Shilpa Blog

Distributed Architecture — The key attributes which decides the performance of system design

Designing and operating distributed systems can be challenging due to several factors, including the need for consistency, availability, partition tolerance and low latency. Other attributes such as scalability, durability, reliability and fault tolerance are critical requirements for any business application catering to a large and diverse demography. A good understanding of these attributes are crucial to designing large and complex systems that address business needs.

Suppose we have a system let’s say hotel room booking application.

As shown in the figure, a user (u1) is booking a room (r1) in a hotel and another user is trying to see the availability of the same room (r1) in the hotel. Let’s say we have 3 replicas of the reservations database (db1, db2 and db3). There can be two ways the writes get replicated to the other replicas. The app server itself writes to all replicas or the database has the replication support and the writes get replicated without explicit writes by the app server

Write flow

User (u1) books a room (r1). The device/client makes an API call to book a room (u1,r1) to the app server. The server writes to one, a few or all of the replicas.

We have 3 options for write —

Serial Sync Writes — server writes to each db and gets ack and finally acknowledge the client. Response latency back to user is high.
Serial Async Writes — Server writes to one db and get ack and then responds to client. The other db are Asynchronously updated. Latency is low
Parallel Async writes — Server fires 3 updates simultaneously, but does not wait for all the acks, get one ack and respond to client. Latency is low but thread resource usage is high
Write to messaging service such as kafka and return an ack to the client. Latency is lowest.

Read Flow

User (u2) checks the availability of room (r1). The device/client makes an API call in RoomAvailable(r1) to the app server. The server reads from one, a few or all of the replicas.

Read options are —

Read from only one replica
Read from a quorum number of replicas
Read from all replicas and then return to the client

Consistency

Consistency in distributed system design is the idea that all nodes in a distributed system should agree on the same state or view of the data, even though the data may be replicated and distributed across multiple nodes.

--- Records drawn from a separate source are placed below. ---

//! Batch controller integration tests.
//!
//! The content service is replaced by an in-memory fake that records which
//! albums were looked up and fetched, writes junk into the scratch directory
//! the way a real download would, and fails on demand.

use album2pdf::{
    event_channel, AlbumDetail, AlbumSource, Album2PdfError, AlwaysOverwrite, BatchController,
    BatchEvent, BatchSummary, DownloaderConfig, ItemError, ItemStatus, NeverOverwrite,
    OverwritePrompt, RecordStore,
};
use async_trait::async_trait;
use std::collections::{HashMap, HashSet};
use std::path::{Path, PathBuf};
use std::sync::{Arc, Mutex};
use tempfile::TempDir;
use tokio_stream::StreamExt;

// ── Test doubles ─────────────────────────────────────────────────────────────

struct FakeSource {
    titles: HashMap<String, String>,
    failing_fetch: HashSet<String>,
    output_dir: PathBuf,
    scratch_dir: PathBuf,
    looked_up: Mutex<Vec<String>>,
    fetched: Mutex<Vec<String>>,
}

impl FakeSource {
    fn new(config: &DownloaderConfig, titles: &[(&str, &str)]) -> Self {
        Self {
            titles: titles
                .iter()
                .map(|(id, t)| (id.to_string(), t.to_string()))
                .collect(),
            failing_fetch: HashSet::new(),
            output_dir: config.output_dir.clone(),
            scratch_dir: config.scratch_dir(),
            looked_up: Mutex::new(Vec::new()),
            fetched: Mutex::new(Vec::new()),
        }
    }

    fn failing(mut self, id: &str) -> Self {
        self.failing_fetch.insert(id.to_string());
        self
    }

    fn fetched(&self) -> Vec<String> {
        self.fetched.lock().unwrap().clone()
    }
}

#[async_trait]
impl AlbumSource for FakeSource {
    async fn lookup_detail(&self, id: &str) -> Result<AlbumDetail, Album2PdfError> {
        self.looked_up.lock().unwrap().push(id.to_string());
        match self.titles.get(id) {
            Some(title) => Ok(AlbumDetail {
                id: id.to_string(),
                title: title.clone(),
                images: vec![],
            }),
            None => Err(Album2PdfError::LookupFailed {
                id: id.to_string(),
                reason: "HTTP 404 Not Found".into(),
            }),
        }
    }

    async fn fetch_and_assemble(&self, detail: &AlbumDetail) -> Result<PathBuf, Album2PdfError> {
        self.fetched.lock().unwrap().push(detail.id.clone());

        let album_dir = self.scratch_dir.join(&detail.id);
        let _ = std::fs::create_dir_all(&album_dir);
        let _ = std::fs::write(album_dir.join("0001.jpg"), b"partial");

        if self.failing_fetch.contains(&detail.id) {
            return Err(Album2PdfError::DownloadFailed {
                url: format!("https://cdn.example.com/{}/0001.jpg", detail.id),
                reason: "network unreachable".into(),
            });
        }

        let artifact = self.output_dir.join(format!("{}.pdf", detail.title));
        std::fs::write(&artifact, b"%PDF-1.7").unwrap();
        Ok(artifact)
    }
}
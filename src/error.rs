//! Error types for the album2pdf library.
//!
//! Two error types reflect two failure scopes:
//!
//! * [`Album2PdfError`] — returned by individual operations: loading or
//!   saving the record file, resetting the scratch directory, talking to the
//!   content service, decoding images, writing the PDF. A few of these are
//!   fatal for a whole batch (empty input, bad configuration); the rest are
//!   caught by the batch controller at the smallest enclosing scope.
//!
//! * [`ItemError`] — **Non-fatal**: one identifier could not be processed.
//!   Stored in [`crate::batch::ItemOutcome`] so the batch keeps going and
//!   callers can inspect every failure afterwards.

use std::path::PathBuf;
use thiserror::Error;

/// Errors returned by album2pdf operations.
#[derive(Debug, Error)]
pub enum Album2PdfError {
    // ── Input errors ──────────────────────────────────────────────────────
    /// The identifier list was empty or whitespace-only.
    #[error("No album IDs given. Pass at least one ID (one per line or separated by spaces).")]
    EmptyInput,

    // ── Record store errors ───────────────────────────────────────────────
    /// The record file exists but could not be read.
    #[error("Failed to read download records '{path}': {source}")]
    RecordRead {
        path: PathBuf,
        #[source]
        source: std::io::Error,
    },

    /// The record file was read but is not a valid record document.
    #[error("Download records '{path}' are corrupt: {source}")]
    RecordParse {
        path: PathBuf,
        #[source]
        source: serde_json::Error,
    },

    /// The record file could not be written.
    #[error("Failed to save download records to '{path}': {detail}")]
    RecordWrite { path: PathBuf, detail: String },

    // ── Workspace errors ──────────────────────────────────────────────────
    /// The scratch directory could not be reset after every attempt.
    #[error("Could not reset scratch directory '{path}' after {attempts} attempts: {detail}")]
    ScratchCleanup {
        path: PathBuf,
        attempts: u32,
        detail: String,
    },

    // ── Content service errors ────────────────────────────────────────────
    /// Album metadata could not be fetched for the identifier.
    #[error("Failed to look up album '{id}': {reason}")]
    LookupFailed { id: String, reason: String },

    /// An HTTP download (metadata or page image) failed.
    #[error("Failed to download '{url}': {reason}\nCheck your internet connection.")]
    DownloadFailed { url: String, reason: String },

    /// An HTTP request exceeded the configured timeout.
    #[error("Download timed out after {secs}s for '{url}'\nIncrease --timeout.")]
    DownloadTimeout { url: String, secs: u64 },

    // ── Assembly errors ───────────────────────────────────────────────────
    /// A downloaded page image could not be decoded or re-encoded.
    #[error("Page {page} of album '{id}' is not a usable image: {detail}")]
    ImageDecode {
        id: String,
        page: usize,
        detail: String,
    },

    /// pdfium failed while building or saving the PDF.
    #[error("Failed to assemble PDF '{path}': {detail}")]
    PdfAssembly { path: PathBuf, detail: String },

    /// Could not bind to a pdfium library.
    #[error(
        "Failed to bind to pdfium library: {0}\n\n\
Place libpdfium next to the binary, install it system-wide, or set\n\
ALBUM2PDF_PDFIUM_LIB=/path/to/libpdfium.\n"
    )]
    PdfiumBindingFailed(String),

    // ── Config errors ─────────────────────────────────────────────────────
    /// Builder validation failed.
    #[error("Invalid configuration: {0}")]
    InvalidConfig(String),

    // ── Catch-all ─────────────────────────────────────────────────────────
    /// Unexpected internal error.
    #[error("Internal error: {0}")]
    Internal(String),
}

/// A non-fatal failure for a single album identifier.
///
/// The batch continues with the next identifier; no record is written.
#[derive(Debug, Clone, PartialEq, Eq, Error, serde::Serialize, serde::Deserialize)]
pub enum ItemError {
    /// Title lookup failed (invalid ID, unreachable service).
    #[error("{id}: detail lookup failed: {detail}")]
    LookupFailed { id: String, detail: String },

    /// Page download, decoding or PDF assembly failed.
    #[error("{id}: download failed: {detail}")]
    FetchFailed { id: String, detail: String },
}

impl ItemError {
    /// The identifier this failure belongs to.
    pub fn id(&self) -> &str {
        match self {
            ItemError::LookupFailed { id, .. } | ItemError::FetchFailed { id, .. } => id,
        }
    }
}

#[cfg(test)]
mod tests {
    use super::*;

    #[test]
    fn scratch_cleanup_display() {
        let e = Album2PdfError::ScratchCleanup {
            path: PathBuf::from("/tmp/scratch"),
            attempts: 3,
            detail: "busy".into(),
        };
        let msg = e.to_string();
        assert!(msg.contains("3 attempts"), "got: {msg}");
        assert!(msg.contains("/tmp/scratch"), "got: {msg}");
    }

    #[test]
    fn lookup_failed_display() {
        let e = Album2PdfError::LookupFailed {
            id: "4242".into(),
            reason: "HTTP 404".into(),
        };
        assert!(e.to_string().contains("4242"));
        assert!(e.to_string().contains("HTTP 404"));
    }

    #[test]
    fn item_error_names_identifier() {
        let e = ItemError::FetchFailed {
            id: "C".into(),
            detail: "connection reset".into(),
        };
        assert_eq!(e.id(), "C");
        assert!(e.to_string().starts_with("C:"));
        assert!(e.to_string().contains("connection reset"));
    }
}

In other words, consistency ensures that all nodes store the same data and return updates to the data in the same order on being queried for the same updates to the data in the same order.

There are primarily two types of consistency models that can be used in distributed systems:

Strong Consistency —

It refers to a property that ensures all nodes in the system observe the same order of updates to shared data. It guarantees that when a write operation is performed, any subsequent read operation will always return the most recent value. Strong consistency enforces strict synchronization and order of operations.

To achieve strong consistency, distributed systems employ mechanisms such as distributed transactions, distributed locking or consensus protocols such as Raft or Paxos algorithms. These mechanisms coordinate the execution of operations across multiple nodes, ensuring that all nodes agree on the order of updates and maintain a consistent state.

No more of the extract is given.